Marumaru's TinyPlaza

(2022.11.23)(book)此の世の果ての殺人

『此の世の果ての殺人』/荒木あかね


第68回江戸川乱歩賞受賞作。

彗星の衝突によって半年後に消滅する現代の話。終わる世界の中で、自動車学校の先生や途中で知り合った人達と一緒に殺人事件の真相を追っていきます。2022年年末の話なので、読んでいるうちに今のこの世界はあと少しで終わってしまうんじゃないかという感覚に陥りました。それぐらい没入感がすごかった。

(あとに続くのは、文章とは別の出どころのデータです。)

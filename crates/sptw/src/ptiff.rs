//! Positioned writes into a raster created by [`crate::create_raster`].
//!
//! Every process opens its own [`PTiff`] on the shared file and writes
//! disjoint byte ranges at computed offsets. There is no locking: callers
//! guarantee disjointness by writing disjoint pixel areas.

use std::fs::{File, OpenOptions};
use std::io::{BufReader, Seek, SeekFrom};
use std::os::unix::fs::FileExt;
use std::ops::Range;
use std::path::{Path, PathBuf};

use metrics::counter;
use raster_common::{Area, PixelType};
use reproject::RasterChunk;
use tiff::decoder::Decoder;
use tiff::tags::Tag;
use tracing::debug;

use crate::error::{Result, SptwError};
use crate::geotiff::{native_byte_order, tag_u64_or, tag_u64s, uniform};

/// Strip layout of a raster that can be addressed by byte offset.
#[derive(Debug, Clone, Copy, PartialEq, Eq)]
pub struct StripLayout {
    pub column_count: u64,
    pub row_count: u64,
    pub band_count: usize,
    pub pixel_type: PixelType,
    pub first_strip_offset: u64,
}

impl StripLayout {
    /// Read the layout from the TIFF tags and check that the strips are
    /// uncompressed, interleaved, contiguous and in native byte order.
    pub fn read(file: &File) -> Result<Self> {
        let mut reader = BufReader::new(file.try_clone()?);
        if !native_byte_order(&mut reader)? {
            return Err(SptwError::layout("byte order differs from this machine"));
        }
        reader.seek(SeekFrom::Start(0))?;
        let mut decoder = Decoder::new(reader)?;
        match Self::from_decoder(&mut decoder)? {
            (layout, true) => Ok(layout),
            (_, false) => Err(SptwError::layout(
                "strips are compressed, planar or not contiguous",
            )),
        }
    }

    /// Layout from the tags, and whether its pixels can be addressed by
    /// offset. Only `first_strip_offset` is meaningless when they cannot.
    pub(crate) fn from_decoder<R: std::io::Read + Seek>(decoder: &mut Decoder<R>) -> Result<(Self, bool)> {
        let (columns, rows) = decoder.dimensions()?;
        let band_count = tag_u64_or(decoder, Tag::SamplesPerPixel, 1)? as usize;
        let bits = tag_u64s(decoder, Tag::BitsPerSample)?.unwrap_or_else(|| vec![1]);
        let formats = tag_u64s(decoder, Tag::SampleFormat)?.unwrap_or_else(|| vec![1]);
        let pixel_type = PixelType::from_tiff(
            uniform(&formats, "SampleFormat")? as u16,
            uniform(&bits, "BitsPerSample")? as u16,
        )?;
        let planar = tag_u64_or(decoder, Tag::PlanarConfiguration, 1)?;
        if planar != 1 && band_count > 1 {
            return Err(SptwError::layout("planar (band-separate) rasters are not supported"));
        }

        let layout = Self {
            column_count: columns as u64,
            row_count: rows as u64,
            band_count,
            pixel_type,
            first_strip_offset: 0,
        };

        if tag_u64_or(decoder, Tag::Compression, 1)? != 1 {
            return Ok((layout, false));
        }
        let (Some(offsets), Some(counts)) = (
            tag_u64s(decoder, Tag::StripOffsets)?,
            tag_u64s(decoder, Tag::StripByteCounts)?,
        ) else {
            return Ok((layout, false));
        };
        let Some(&first) = offsets.first() else {
            return Ok((layout, false));
        };
        let contiguous = offsets.len() == counts.len()
            && offsets
                .windows(2)
                .zip(&counts)
                .all(|(pair, count)| pair[0] + count == pair[1]);
        let total: u64 = counts.iter().sum();
        if !contiguous || total < layout.row_bytes() * layout.row_count {
            return Ok((layout, false));
        }

        Ok((
            Self {
                first_strip_offset: first,
                ..layout
            },
            true,
        ))
    }

    /// Bytes per pixel: all bands of one sample.
    pub fn pixel_bytes(&self) -> u64 {
        self.band_count as u64 * self.pixel_type.byte_size() as u64
    }

    pub fn row_bytes(&self) -> u64 {
        self.column_count * self.pixel_bytes()
    }

    pub fn area(&self) -> Area {
        Area::pixels(0, 0, self.column_count - 1, self.row_count - 1)
    }

    /// File byte range holding columns `first_column..=last_column` of
    /// `row`.
    pub fn row_byte_range(&self, row: u64, first_column: u64, last_column: u64) -> Result<Range<u64>> {
        if row >= self.row_count {
            return Err(SptwError::bad_argument(format!(
                "row {row} outside 0..{}",
                self.row_count
            )));
        }
        if first_column > last_column || last_column >= self.column_count {
            return Err(SptwError::bad_argument(format!(
                "columns {first_column}..={last_column} outside 0..{}",
                self.column_count
            )));
        }
        let start = self.first_strip_offset + row * self.row_bytes() + first_column * self.pixel_bytes();
        Ok(start..start + (last_column - first_column + 1) * self.pixel_bytes())
    }

    /// File byte ranges covered by a pixel `area`, one per row, or a single
    /// range when the area spans whole rows.
    pub fn area_byte_ranges(&self, area: &Area) -> Result<Vec<Range<u64>>> {
        if area.is_invalid() {
            return Err(SptwError::bad_argument("invalid area"));
        }
        let (first_row, last_row) = (area.first_row(), area.last_row());
        let (first_column, last_column) = (area.first_column(), area.last_column());
        if first_column == 0 && last_column + 1 == self.column_count {
            let start = self.row_byte_range(first_row, first_column, last_column)?.start;
            let end = self.row_byte_range(last_row, first_column, last_column)?.end;
            return Ok(vec![start..end]);
        }
        (first_row..=last_row)
            .map(|row| self.row_byte_range(row, first_column, last_column))
            .collect()
    }
}

/// A write handle on a raster laid out as one contiguous strip.
#[derive(Debug)]
pub struct PTiff {
    file: File,
    path: PathBuf,
    layout: StripLayout,
}

/// Open `path` for positioned writes.
pub fn open_raster(path: impl AsRef<Path>) -> Result<PTiff> {
    PTiff::open(path)
}

/// Flush `raster` to disk and release it.
pub fn close_raster(raster: PTiff) -> Result<()> {
    raster.close()
}

impl PTiff {
    pub fn open(path: impl AsRef<Path>) -> Result<Self> {
        let path = path.as_ref().to_path_buf();
        let file = OpenOptions::new().read(true).write(true).open(&path)?;
        let layout = StripLayout::read(&file)?;
        debug!(
            path = %path.display(),
            columns = layout.column_count,
            rows = layout.row_count,
            bands = layout.band_count,
            strip_offset = layout.first_strip_offset,
            "Raster opened for writing"
        );
        Ok(Self { file, path, layout })
    }

    pub fn layout(&self) -> &StripLayout {
        &self.layout
    }

    pub fn path(&self) -> &Path {
        &self.path
    }

    pub fn column_count(&self) -> u64 {
        self.layout.column_count
    }

    pub fn row_count(&self) -> u64 {
        self.layout.row_count
    }

    pub fn band_count(&self) -> usize {
        self.layout.band_count
    }

    pub fn pixel_type(&self) -> PixelType {
        self.layout.pixel_type
    }

    /// Write whole rows `first_row..=last_row` from `buffer`.
    pub fn write_rows(&self, buffer: &[u8], first_row: u64, last_row: u64) -> Result<()> {
        if first_row > last_row {
            return Err(SptwError::bad_argument(format!(
                "first row {first_row} after last row {last_row}"
            )));
        }
        let area = Area::pixels(0, first_row, self.layout.column_count - 1, last_row);
        let ranges = self.layout.area_byte_ranges(&area)?;
        self.write_ranges(buffer, &ranges)
    }

    /// Write columns `first_column..=last_column` of one `row`.
    pub fn write_subrow(&self, buffer: &[u8], row: u64, first_column: u64, last_column: u64) -> Result<()> {
        let range = self.layout.row_byte_range(row, first_column, last_column)?;
        self.write_ranges(buffer, &[range])
    }

    /// Write a chunk's pixels at its location in the raster.
    pub fn write_raster_chunk(&self, chunk: &RasterChunk) -> Result<()> {
        if chunk.pixel_type != self.layout.pixel_type || chunk.band_count != self.layout.band_count {
            return Err(SptwError::bad_argument(format!(
                "chunk holds {} bands of {}, raster {} bands of {}",
                chunk.band_count, chunk.pixel_type, self.layout.band_count, self.layout.pixel_type
            )));
        }
        if !chunk.is_allocated() {
            return Err(SptwError::bad_argument("chunk holds no pixels"));
        }
        let ranges = self.layout.area_byte_ranges(&chunk.area())?;
        self.write_ranges(chunk.pixels.as_bytes(), &ranges)
    }

    /// Flush to disk and release the handle.
    pub fn close(self) -> Result<()> {
        self.file.sync_data()?;
        debug!(path = %self.path.display(), "Raster closed");
        Ok(())
    }

    /// Fill `ranges` in order from consecutive bytes of `buffer`. Writes
    /// are positioned, so the file cursor is never moved.
    fn write_ranges(&self, buffer: &[u8], ranges: &[Range<u64>]) -> Result<()> {
        let needed: u64 = ranges.iter().map(|r| r.end - r.start).sum();
        if (buffer.len() as u64) < needed {
            return Err(SptwError::bad_argument(format!(
                "buffer holds {} bytes, write needs {needed}",
                buffer.len()
            )));
        }

        let mut consumed = 0usize;
        for range in ranges {
            let len = (range.end - range.start) as usize;
            let bytes = &buffer[consumed..consumed + len];
            self.file
                .write_all_at(bytes, range.start)
                .map_err(|source| SptwError::WriteError {
                    offset: range.start,
                    len,
                    source,
                })?;
            consumed += len;
        }
        counter!("sptw_bytes_written_total").increment(needed);
        Ok(())
    }
}

#[cfg(test)]
mod tests {
    use super::*;

    fn layout() -> StripLayout {
        StripLayout {
            column_count: 10,
            row_count: 6,
            band_count: 2,
            pixel_type: PixelType::U16,
            first_strip_offset: 8,
        }
    }

    #[test]
    fn test_row_byte_range() {
        let layout = layout();
        assert_eq!(layout.pixel_bytes(), 4);
        assert_eq!(layout.row_byte_range(0, 0, 9).unwrap(), 8..48);
        assert_eq!(layout.row_byte_range(2, 3, 4).unwrap(), 8 + 80 + 12..8 + 80 + 20);
        assert!(layout.row_byte_range(6, 0, 0).is_err());
        assert!(layout.row_byte_range(0, 5, 10).is_err());
        assert!(layout.row_byte_range(0, 5, 4).is_err());
    }

    #[test]
    fn test_full_width_area_is_one_range() {
        let layout = layout();
        let ranges = layout.area_byte_ranges(&Area::pixels(0, 1, 9, 3)).unwrap();
        assert_eq!(ranges, vec![48..168]);
    }

    #[test]
    fn test_partial_area_is_one_range_per_row() {
        let layout = layout();
        let ranges = layout.area_byte_ranges(&Area::pixels(2, 0, 5, 2)).unwrap();
        assert_eq!(ranges.len(), 3);
        assert!(ranges.iter().all(|r| r.end - r.start == 16));
        assert!(layout.area_byte_ranges(&Area::invalid()).is_err());
    }
}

所謂セカイ系、終末系と言われる世界観でしょうか。割と馴染みのある世界ですが、その中で目まぐるしく移り変わる展開が読んでいてとてもワクワクしました。一緒に旅をするイサガワさんのキャラクターがとても立ってました。少し万能キャラな気もするけど、少女が年上の男性と終わる世界を旅するっていう定番をこんな風に描く事も出来るんだ、と。

ミステリ的な要素や伏線もあって、本当にこれがデビュー作!?と思いながらも、端々に表れる瑞々しい感性に可能性の萌芽を感じました。何より、本が大好きな人と言うのがすごく伝わってくる。

粗削りなところもありますが、それ以上に勢いと魅力のある作品です。終わり方も綺麗。